TASK BRIEF: Count every line below containing "Cursor"; state the number only.

WORKING DATA:
○ ○ ○ ○ ○

//! Time sources for the spatial state machine.

use parking_lot::Mutex;
use std::time::Instant;

/// Monotonic seconds since an arbitrary origin.
pub trait Clock: Send + Sync {
    /// Current time, seconds.
    fn now(&self) -> f64;
}

/// Wall clock backed by [`Instant`].
#[derive(Debug, Clone, Copy)]
pub struct SystemClock {
    origin: Instant,
}

impl SystemClock {
    /// Starts a clock at zero.
    pub fn new() -> Self {
        Self {
            origin: Instant::now(),
        }
    }
}

impl Default for SystemClock {
    fn default() -> Self {
        Self::new()
    }
}

impl Clock for SystemClock {
    fn now(&self) -> f64 {
        self.origin.elapsed().as_secs_f64()
    }
}

/// Clock that only moves when told to. Used to drive culling and fades
/// deterministically.
#[derive(Debug, Default)]
pub struct ManualClock {
    now: Mutex<f64>,
}

impl ManualClock {
    /// Starts at `secs`.
    pub fn at(secs: f64) -> Self {
        Self {
            now: Mutex::new(secs),
        }
    }

    /// Moves forward by `secs`.
    pub fn advance(&self, secs: f64) {
        *self.now.lock() += secs;
    }

    /// Jumps to `secs`.
    pub fn set(&self, secs: f64) {
        *self.now.lock() = secs;
    }
}

impl Clock for ManualClock {
    fn now(&self) -> f64 {
        *self.now.lock()
    }
}

#[cfg(test)]
mod tests {
    use super::*;

    #[test]
    fn manual_clock_moves_on_request() {
        let clock = ManualClock::at(1.0);
        assert_eq!(clock.now(), 1.0);
        clock.advance(0.5);
        assert_eq!(clock.now(), 1.5);
        clock.set(10.0);
        assert_eq!(clock.now(), 10.0);
    }

    #[test]
    fn system_clock_is_monotonic() {
        let clock = SystemClock::new();
        let a = clock.now();
        let b = clock.now();
        assert!(b >= a);
    }
}
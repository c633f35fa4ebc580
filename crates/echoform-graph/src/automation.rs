//! Scheduling of automation curves onto audio parameters.
//!
//! - `linearRamp`: the first point's value is set at `startTime`, then the
//!   parameter ramps linearly to each following point, arriving at
//!   `startTime + t`
//! - `points`: the value steps to each point at `startTime + t`, no
//!   interpolation
//!
//! Points landing after `endTime` are ignored. `expRamp` and `lfoRef` are
//! reserved and refused.

use crate::error::GraphError;
use crate::param::AudioParam;
use echoform_spec::{AutomationDef, CurveMode};

/// Schedules `def` onto `param`. Returns the number of events scheduled.
pub fn schedule(def: &AutomationDef, param: &mut AudioParam) -> Result<usize, GraphError> {
    let mode = def.curve.mode;
    if !mode.is_supported() {
        return Err(GraphError::UnsupportedCurve {
            automation: def.id.clone(),
            mode,
        });
    }

    let mut points = def
        .curve
        .points
        .iter()
        .filter(|p| def.start_time + p.t <= def.end_time);

    let mut scheduled = 0;
    match mode {
        CurveMode::LinearRamp => {
            if let Some(first) = points.next() {
                param.set_value_at(first.value as f32, def.start_time);
                scheduled += 1;
                for p in points {
                    param.linear_ramp_to(p.value as f32, def.start_time + p.t);
                    scheduled += 1;
                }
            }
        }
        CurveMode::Points => {
            for p in points {
                param.set_value_at(p.value as f32, def.start_time + p.t);
                scheduled += 1;
            }
        }
        CurveMode::ExpRamp | CurveMode::LfoRef => {}
    }
    Ok(scheduled)
}
//! Property-based tests for canonicalization, hashing and parameter coercion.

use echoform_spec::{
    Connection, GraphSpec, NodeDef, NodeType, ParamKind, ParamValue, RollingHasher, SpecHasher,
    canonicalize, hash,
};
use proptest::prelude::*;

/// Random graphs of 1-8 nodes with random types, gains and edges.
fn arb_spec() -> impl Strategy<Value = GraphSpec> {
    (1usize..8)
        .prop_flat_map(|n| {
            (
                prop::collection::vec((0usize..NodeType::ALL.len(), -2.0f64..6.0), n),
                prop::collection::vec((0..n, 0..n), 0..n * 2),
                any::<u64>(),
            )
        })
        .prop_map(|(nodes, edges, seed)| {
            let mut spec = GraphSpec {
                seed,
                ..GraphSpec::default()
            };
            for (i, (ty, gain)) in nodes.into_iter().enumerate() {
                spec.nodes.push(
                    NodeDef::new(format!("n{i}"), NodeType::ALL[ty].as_str())
                        .with_param("gain", gain),
                );
            }
            for (from, to) in edges {
                spec.connections
                    .push(Connection::new(format!("n{from}"), format!("n{to}")));
            }
            spec
        })
}

/// A spec together with a reordering of its nodes and connections.
fn arb_permuted() -> impl Strategy<Value = (GraphSpec, GraphSpec)> {
    arb_spec().prop_flat_map(|spec| {
        let nodes = Just(spec.nodes.clone()).prop_shuffle();
        let conns = Just(spec.connections.clone()).prop_shuffle();
        (Just(spec), nodes, conns).prop_map(|(spec, nodes, connections)| {
            let permuted = GraphSpec {
                nodes,
                connections,
                ..spec.clone()
            };
            (spec, permuted)
        })
    })
}

proptest! {
    #![proptest_config(ProptestConfig::with_cases(200))]

    /// canonicalize(canonicalize(s)) == canonicalize(s).
    #[test]
    fn canonicalize_is_idempotent(spec in arb_spec()) {
        let once = canonicalize(&spec);
        prop_assert_eq!(canonicalize(&once), once);
    }

    /// Reordering nodes and connections never changes the hash.
    #[test]
    fn hash_ignores_construction_order((spec, permuted) in arb_permuted()) {
        prop_assert_eq!(canonicalize(&spec), canonicalize(&permuted));
        prop_assert_eq!(hash(&spec), hash(&permuted));
        prop_assert_eq!(RollingHasher.hash_spec(&spec), RollingHasher.hash_spec(&permuted));
    }

    /// Coerced numeric values always land inside the declared range, and
    /// values outside it land exactly on the nearest bound.
    #[test]
    fn numeric_coercion_clamps(ty in 0usize..NodeType::ALL.len(), raw in -1e6f64..1e6) {
        for param in NodeType::ALL[ty].params() {
            if let ParamKind::Number { min, max, .. } = param.kind {
                let coerced = param.coerce(&ParamValue::Number(raw)).unwrap();
                let v = coerced.value.as_f64().unwrap();
                prop_assert!(v >= min && v <= max);
                if raw < min {
                    prop_assert_eq!(v, min);
                } else if raw > max {
                    prop_assert_eq!(v, max);
                } else {
                    prop_assert_eq!(v, raw);
                }
                prop_assert_eq!(coerced.clamped, raw < min || raw > max);
            }
        }
    }
}
//! One spatial binding and its cull/resume state machine.
//!
//! Modes are `live` (the node's runtime output feeds the emitter) and
//! `committed` (a rendered buffer loops into the emitter). Culling only acts
//! on committed bindings:
//!
//! - beyond `cull_distance` a fade-out starts and `cull_pending` guards
//!   against re-triggering; once the fade has elapsed the virtual playhead is
//!   captured and the source is detached
//! - within `resume_distance` a culled binding seeks to the captured virtual
//!   time plus the time spent culled, reattaches and fades back in
//!
//! Between the two distances nothing changes.

use super::bridge::{BridgeInput, BridgeOutput, stream_bridge};
use super::emitter::{
    AudioContextInfo, DistanceParams, GainRamp, ListenerHandle, PositionHandle, Vec3,
};
use crate::config::SpatialConfig;
use crate::error::SpatialBindError;
use echoform_graph::StereoBuffer;
use echoform_io::AudioBuffer;
use std::fmt;
use std::sync::Arc;

/// Binding mode.
#[derive(Debug, Clone, Copy, PartialEq, Eq, Hash)]
pub enum SpatialMode {
    /// Fed by the runtime graph.
    Live,
    /// Fed by a looping committed render.
    Committed,
}

impl fmt::Display for SpatialMode {
    fn fmt(&self, f: &mut fmt::Formatter<'_>) -> fmt::Result {
        f.write_str(match self {
            Self::Live => "live",
            Self::Committed => "committed",
        })
    }
}

/// Per-binding options.
#[derive(Debug, Clone, Copy, PartialEq)]
pub struct BindOptions {
    /// Whether distance culling applies.
    pub culling: bool,
    /// Distance beyond which the binding culls.
    pub cull_distance: f64,
    /// Distance within which a culled binding resumes.
    pub resume_distance: f64,
    /// Fade length, seconds.
    pub fade_secs: f64,
    /// Distance attenuation.
    pub distance: DistanceParams,
    /// Emitter gain before attenuation.
    pub gain: f64,
    /// Stream bridge buffering, milliseconds.
    pub bridge_latency_ms: f64,
}

impl BindOptions {
    /// Options from engine defaults, culling enabled.
    pub fn from_config(config: &SpatialConfig) -> Self {
        Self {
            culling: true,
            cull_distance: config.cull_distance,
            resume_distance: config.resume_distance,
            fade_secs: config.fade_ms / 1000.0,
            distance: DistanceParams {
                ref_distance: config.ref_distance,
                rolloff: config.rolloff,
                max_distance: config.max_distance,
                model: config.distance_model,
            },
            gain: 1.0,
            bridge_latency_ms: config.bridge_latency_ms,
        }
    }

    /// Overrides the cull and resume distances.
    pub fn with_distances(mut self, cull: f64, resume: f64) -> Self {
        self.cull_distance = cull;
        self.resume_distance = resume;
        self
    }

    /// Overrides the fade length.
    pub fn with_fade_secs(mut self, fade_secs: f64) -> Self {
        self.fade_secs = fade_secs;
        self
    }

    /// Disables culling.
    pub fn without_culling(mut self) -> Self {
        self.culling = false;
        self
    }

    pub(crate) fn check(&self) -> Result<(), SpatialBindError> {
        if self.culling
            && (self.resume_distance.is_nan() || self.resume_distance >= self.cull_distance)
        {
            return Err(SpatialBindError::NoHysteresis {
                cull: self.cull_distance,
                resume: self.resume_distance,
            });
        }
        Ok(())
    }
}

/// What one culling evaluation did.
#[derive(Debug, Clone, Copy, PartialEq, Eq)]
pub enum CullTransition {
    /// Nothing.
    None,
    /// Fade-out toward culling started.
    FadeStarted,
    /// Fade-out was cancelled because the listener came back in range.
    FadeCancelled,
    /// The binding is now culled.
    Culled,
    /// The binding resumed playback.
    Resumed,
    /// An inconsistent pending flag was cleared.
    Healed,
}

#[derive(Debug, Clone, Copy, PartialEq)]
struct PendingCull {
    started: f64,
    deadline: f64,
}

/// Looping playback of a committed render.
#[derive(Debug, Clone)]
struct CommittedSource {
    buffer: Arc<AudioBuffer>,
    /// Read position, source frames.
    position: f64,
}

impl CommittedSource {
    fn duration(&self) -> f64 {
        self.buffer.duration_secs()
    }

    fn seek(&mut self, secs: f64) {
        self.position = secs * f64::from(self.buffer.sample_rate());
    }

    fn render(&mut self, out: &mut StereoBuffer, sample_rate: u32) {
        let frames = self.buffer.frames();
        if frames == 0 {
            out.clear();
            return;
        }
        let end = frames as f64;
        let step = f64::from(self.buffer.sample_rate()) / f64::from(sample_rate.max(1));
        for i in 0..out.len() {
            self.position %= end;
            let i0 = self.position as usize;
            let i1 = (i0 + 1) % frames;
            let frac = (self.position - i0 as f64) as f32;
            for (ch, side) in [&mut out.left, &mut out.right].into_iter().enumerate() {
                let a = self.buffer.sample(ch, i0);
                let b = self.buffer.sample(ch, i1);
                side[i] = a + (b - a) * frac;
            }
            self.position += step;
        }
    }
}

enum Route {
    Direct,
    Bridged {
        input: BridgeInput,
        output: BridgeOutput,
    },
}

/// Read-only view of a binding.
#[derive(Debug, Clone, PartialEq)]
pub struct BindingInfo {
    /// Bound node.
    pub node: String,
    /// Current mode.
    pub mode: SpatialMode,
    /// Whether playback is culled.
    pub is_culled: bool,
    /// Whether a cull fade is in progress.
    pub cull_pending: bool,
    /// Whether audio crosses a stream bridge.
    pub bridged: bool,
    /// Distance to the camera at the last culling update.
    pub distance: f64,
    /// Virtual playhead captured at the last cull, seconds.
    pub virtual_time: f64,
    /// Current emitter gain before attenuation.
    pub gain: f64,
}

/// One node bound to a positioned emitter.
pub struct SpatialBinding {
    node: String,
    position: PositionHandle,
    listener: ListenerHandle,
    graph_context: AudioContextInfo,
    options: BindOptions,
    mode: SpatialMode,
    route: Option<Route>,
    source: Option<CommittedSource>,
    ramp: GainRamp,
    prior_gain: f64,
    is_culled: bool,
    cull_pending: Option<PendingCull>,
    virtual_time: f64,
    paused_at: f64,
    play_origin: f64,
    play_offset: f64,
    last_distance_sq: f64,
    scratch: StereoBuffer,
}

impl fmt::Debug for SpatialBinding {
    fn fmt(&self, f: &mut fmt::Formatter<'_>) -> fmt::Result {
        f.debug_struct("SpatialBinding")
            .field("node", &self.node)
            .field("mode", &self.mode)
            .field("is_culled", &self.is_culled)
            .field("cull_pending", &self.cull_pending.is_some())
            .finish_non_exhaustive()
    }
}
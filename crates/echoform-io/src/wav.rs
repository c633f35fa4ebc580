//! WAV decoding and plain file output.

use crate::{AudioBuffer, Error, Result};
use hound::{SampleFormat, WavReader, WavWriter};
use std::io::{Cursor, Read};
use std::path::Path;

/// Decodes a complete WAV file held in memory.
pub fn decode_wav(bytes: &[u8]) -> Result<AudioBuffer> {
    decode_reader(WavReader::new(Cursor::new(bytes))?)
}

/// Reads and decodes a WAV file.
pub fn read_wav<P: AsRef<Path>>(path: P) -> Result<AudioBuffer> {
    decode_reader(WavReader::open(path)?)
}

fn decode_reader<R: Read>(reader: WavReader<R>) -> Result<AudioBuffer> {
    let spec = reader.spec();
    let channels = spec.channels as usize;
    if channels == 0 {
        return Err(Error::NoChannels);
    }

    let samples: Vec<f32> = match spec.sample_format {
        SampleFormat::Float => reader
            .into_samples::<f32>()
            .collect::<std::result::Result<Vec<_>, _>>()?,
        SampleFormat::Int => {
            let max_val = (1i64 << (spec.bits_per_sample - 1)) as f32;
            reader
                .into_samples::<i32>()
                .map(|s| s.map(|v| v as f32 / max_val))
                .collect::<std::result::Result<Vec<_>, _>>()?
        }
    };

    Ok(AudioBuffer::from_interleaved(
        &samples,
        channels,
        spec.sample_rate,
    ))
}

/// Writes a buffer as 32-bit float WAV without any conditioning.
pub fn write_wav_f32<P: AsRef<Path>>(path: P, buffer: &AudioBuffer) -> Result<()> {
    let spec = hound::WavSpec {
        channels: buffer.channel_count() as u16,
        sample_rate: buffer.sample_rate(),
        bits_per_sample: 32,
        sample_format: SampleFormat::Float,
    };
    let mut writer = WavWriter::create(path, spec)?;
    for sample in buffer.to_interleaved() {
        writer.write_sample(sample)?;
    }
    writer.finalize()?;
    Ok(())
}
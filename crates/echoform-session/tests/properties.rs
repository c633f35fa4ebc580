//! Property tests for session editing.

use echoform_cache::{BufferCache, CacheConfig, MemoryLoader};
use echoform_session::{Session, UpdateOptions};
use echoform_spec::{NodeDef, ParamValue};
use proptest::prelude::*;
use std::sync::Arc;

fn session() -> Session {
    let cache = Arc::new(BufferCache::new(
        CacheConfig::default(),
        Arc::new(MemoryLoader::new()),
    ));
    let mut session = Session::builder(cache).build().unwrap();
    session
        .add_node(NodeDef::new("osc", "oscillator"))
        .unwrap();
    session.add_node(NodeDef::new("vca", "gain")).unwrap();
    session.add_node(NodeDef::new("pan", "panner")).unwrap();
    session.connect("osc", "vca").unwrap();
    session.connect("vca", "pan").unwrap();
    session
}

#[derive(Debug, Clone)]
enum Edit {
    Gain(f64),
    Frequency(f64),
    Pan(f64),
    Waveform(&'static str),
}

fn edit() -> impl Strategy<Value = Edit> {
    prop_oneof![
        (-2.0..6.0f64).prop_map(Edit::Gain),
        (0.0..30000.0f64).prop_map(Edit::Frequency),
        (-3.0..3.0f64).prop_map(Edit::Pan),
        prop::sample::select(vec!["sine", "square", "sawtooth", "triangle"])
            .prop_map(Edit::Waveform),
    ]
}

fn apply(session: &mut Session, edit: &Edit) -> ParamValue {
    let opts = UpdateOptions::default();
    match edit {
        Edit::Gain(v) => session.update_param("vca", "gain", *v, opts),
        Edit::Frequency(v) => session.update_param("osc", "frequency", *v, opts),
        Edit::Pan(v) => session.update_param("pan", "pan", *v, opts),
        Edit::Waveform(w) => session.update_param("osc", "waveform", *w, opts),
    }
    .unwrap()
}

proptest! {
    #[test]
    fn undo_all_restores_then_redo_all_replays(edits in prop::collection::vec(edit(), 1..24)) {
        let mut session = session();
        let base_depth = session.undo_depth();
        let original = session.serialize();

        for e in &edits {
            apply(&mut session, e);
        }
        let edited = session.serialize();
        let edited_hash = session.hash();

        for _ in 0..edits.len() {
            session.undo().unwrap();
        }
        prop_assert_eq!(session.serialize(), original);
        prop_assert_eq!(session.undo_depth(), base_depth);

        for _ in 0..edits.len() {
            session.redo().unwrap();
        }
        prop_assert_eq!(session.serialize(), edited);
        prop_assert_eq!(session.hash(), edited_hash);
    }

    #[test]
    fn applied_values_are_in_range(edits in prop::collection::vec(edit(), 1..24)) {
        let mut session = session();
        for e in &edits {
            let applied = apply(&mut session, e);
            if let Some(v) = applied.as_f64() {
                let (lo, hi) = match e {
                    Edit::Gain(_) => (0.0, 4.0),
                    Edit::Frequency(_) => (20.0, 20000.0),
                    Edit::Pan(_) => (-1.0, 1.0),
                    Edit::Waveform(_) => unreachable!(),
                };
                prop_assert!((lo..=hi).contains(&v));
            }
        }
        for node in session.list_nodes() {
            for (name, value) in &node.params {
                let spec = node.node_type.param(name).unwrap();
                if let (Some((lo, hi)), Some(v)) = (spec.range(), value.as_f64()) {
                    prop_assert!((lo..=hi).contains(&v), "{}.{} = {}", node.id, name, v);
                }
            }
        }
    }
}
//! Typed session events.
//!
//! Handlers subscribe per [`EventKind`] (or to everything). Emission is
//! synchronous on the emitting thread and reaches handlers in subscription
//! order. Handlers may subscribe or unsubscribe from inside a callback; the
//! change applies from the next emission.

use crate::spatial::SpatialMode;
use echoform_spec::{ContentHash, ParamValue};
use parking_lot::Mutex;
use std::sync::Arc;
use std::sync::atomic::{AtomicU64, Ordering};

/// Event categories.
#[derive(Debug, Clone, Copy, PartialEq, Eq, Hash)]
pub enum EventKind {
    /// A node parameter changed.
    ParamChange,
    /// A commit started rendering.
    RenderStart,
    /// A commit finished.
    RenderDone,
    /// A failure observers should hear about.
    Error,
    /// The spec changed.
    GraphDirty,
    /// A spatial binding switched between live and committed.
    SpatialModeChanged,
    /// The previewed node changed.
    PreviewChanged,
}

/// Which subsystem reported an [`SessionEvent::Error`].
#[derive(Debug, Clone, Copy, PartialEq, Eq)]
pub enum ErrorSource {
    /// Asset load or decode.
    Asset,
    /// Commit pipeline.
    Render,
    /// Spatial binding.
    Spatial,
}

/// A session event.
#[derive(Debug, Clone, PartialEq)]
pub enum SessionEvent {
    /// A node parameter changed.
    ParamChange {
        /// Node id.
        node: String,
        /// Parameter name.
        param: String,
        /// Value applied, after clamping.
        value: ParamValue,
        /// Whether the requested value was clamped.
        clamped: bool,
        /// Scheduled time, or `None` for immediate.
        at_time: Option<f64>,
    },
    /// A commit started rendering.
    RenderStart {
        /// Hash of the spec being rendered.
        spec_hash: ContentHash,
        /// Node the render was restricted to.
        node: Option<String>,
    },
    /// A commit finished.
    RenderDone {
        /// Hash of the rendered spec.
        spec_hash: ContentHash,
        /// Hash of the encoded audio.
        audio_hash: ContentHash,
        /// Whether the result came from the render cache.
        cached: bool,
    },
    /// A failure.
    Error {
        /// Reporting subsystem.
        source: ErrorSource,
        /// Subject of the failure (asset url, node id).
        subject: Option<String>,
        /// Human-readable message.
        message: String,
    },
    /// The spec changed and cached hashes are stale.
    GraphDirty,
    /// A spatial binding switched mode.
    SpatialModeChanged {
        /// Node id.
        node: String,
        /// New mode.
        mode: SpatialMode,
    },
    /// The previewed node changed.
    PreviewChanged {
        /// Soloed node, or `None` for the full mix.
        node: Option<String>,
    },
}

impl SessionEvent {
    /// Category of this event.
    pub fn kind(&self) -> EventKind {
        match self {
            Self::ParamChange { .. } => EventKind::ParamChange,
            Self::RenderStart { .. } => EventKind::RenderStart,
            Self::RenderDone { .. } => EventKind::RenderDone,
            Self::Error { .. } => EventKind::Error,
            Self::GraphDirty => EventKind::GraphDirty,
            Self::SpatialModeChanged { .. } => EventKind::SpatialModeChanged,
            Self::PreviewChanged { .. } => EventKind::PreviewChanged,
        }
    }
}

/// Handle returned by [`EventBus::subscribe`].
#[derive(Debug, Clone, Copy, PartialEq, Eq, Hash)]
pub struct SubscriptionId(u64);

type Handler = Arc<dyn Fn(&SessionEvent) + Send + Sync>;

struct Subscriber {
    id: SubscriptionId,
    kind: Option<EventKind>,
    handler: Handler,
}

/// Subscriber lists per event category.
#[derive(Default)]
pub struct EventBus {
    subscribers: Mutex<Vec<Subscriber>>,
    next_id: AtomicU64,
}

impl std::fmt::Debug for EventBus {
    fn fmt(&self, f: &mut std::fmt::Formatter<'_>) -> std::fmt::Result {
        f.debug_struct("EventBus")
            .field("subscribers", &self.subscribers.lock().len())
            .finish()
    }
}

impl EventBus {
    /// Creates an empty bus.
    pub fn new() -> Self {
        Self::default()
    }

    /// Calls `handler` for every event of `kind`.
    pub fn subscribe(
        &self,
        kind: EventKind,
        handler: impl Fn(&SessionEvent) + Send + Sync + 'static,
    ) -> SubscriptionId {
        self.add(Some(kind), Arc::new(handler))
    }

    /// Calls `handler` for every event.
    pub fn subscribe_all(
        &self,
        handler: impl Fn(&SessionEvent) + Send + Sync + 'static,
    ) -> SubscriptionId {
        self.add(None, Arc::new(handler))
    }

    /// Removes a subscription. Returns whether it existed.
    pub fn unsubscribe(&self, id: SubscriptionId) -> bool {
        let mut subs = self.subscribers.lock();
        let before = subs.len();
        subs.retain(|s| s.id != id);
        subs.len() != before
    }

    /// Delivers `event` to matching handlers in subscription order.
    pub fn emit(&self, event: &SessionEvent) {
        let kind = event.kind();
        let handlers: Vec<Handler> = self
            .subscribers
            .lock()
            .iter()
            .filter(|s| s.kind.is_none_or(|k| k == kind))
            .map(|s| Arc::clone(&s.handler))
            .collect();
        for handler in handlers {
            handler(event);
        }
    }

    fn add(&self, kind: Option<EventKind>, handler: Handler) -> SubscriptionId {
        let id = SubscriptionId(self.next_id.fetch_add(1, Ordering::Relaxed));
        self.subscribers.lock().push(Subscriber { id, kind, handler });
        id
    }
}

#[cfg(test)]
mod tests {
    use super::*;

    #[test]
    fn delivers_in_subscription_order_by_kind() {
        let bus = EventBus::new();
        let log = Arc::new(Mutex::new(Vec::new()));
        for tag in ["first", "second"] {
            let log = Arc::clone(&log);
            bus.subscribe(EventKind::GraphDirty, move |_| log.lock().push(tag));
        }
        let other = Arc::clone(&log);
        bus.subscribe(EventKind::PreviewChanged, move |_| other.lock().push("preview"));
        let all = Arc::clone(&log);
        bus.subscribe_all(move |_| all.lock().push("all"));

        bus.emit(&SessionEvent::GraphDirty);
        assert_eq!(*log.lock(), vec!["first", "second", "all"]);
    }

    #[test]
    fn unsubscribe_stops_delivery() {
        let bus = EventBus::new();
        let count = Arc::new(AtomicU64::new(0));
        let c = Arc::clone(&count);
        let id = bus.subscribe(EventKind::GraphDirty, move |_| {
            c.fetch_add(1, Ordering::Relaxed);
        });
        bus.emit(&SessionEvent::GraphDirty);
        assert!(bus.unsubscribe(id));
        assert!(!bus.unsubscribe(id));
        bus.emit(&SessionEvent::GraphDirty);
        assert_eq!(count.load(Ordering::Relaxed), 1);
    }

    #[test]
    fn handlers_may_subscribe_reentrantly() {
        let bus = Arc::new(EventBus::new());
        let inner = Arc::clone(&bus);
        bus.subscribe(EventKind::GraphDirty, move |_| {
            inner.subscribe(EventKind::GraphDirty, |_| {});
        });
        bus.emit(&SessionEvent::GraphDirty);
        assert_eq!(bus.subscribers.lock().len(), 2);
    }
}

○ ○ ○ ○ ○

OUTPUT: 2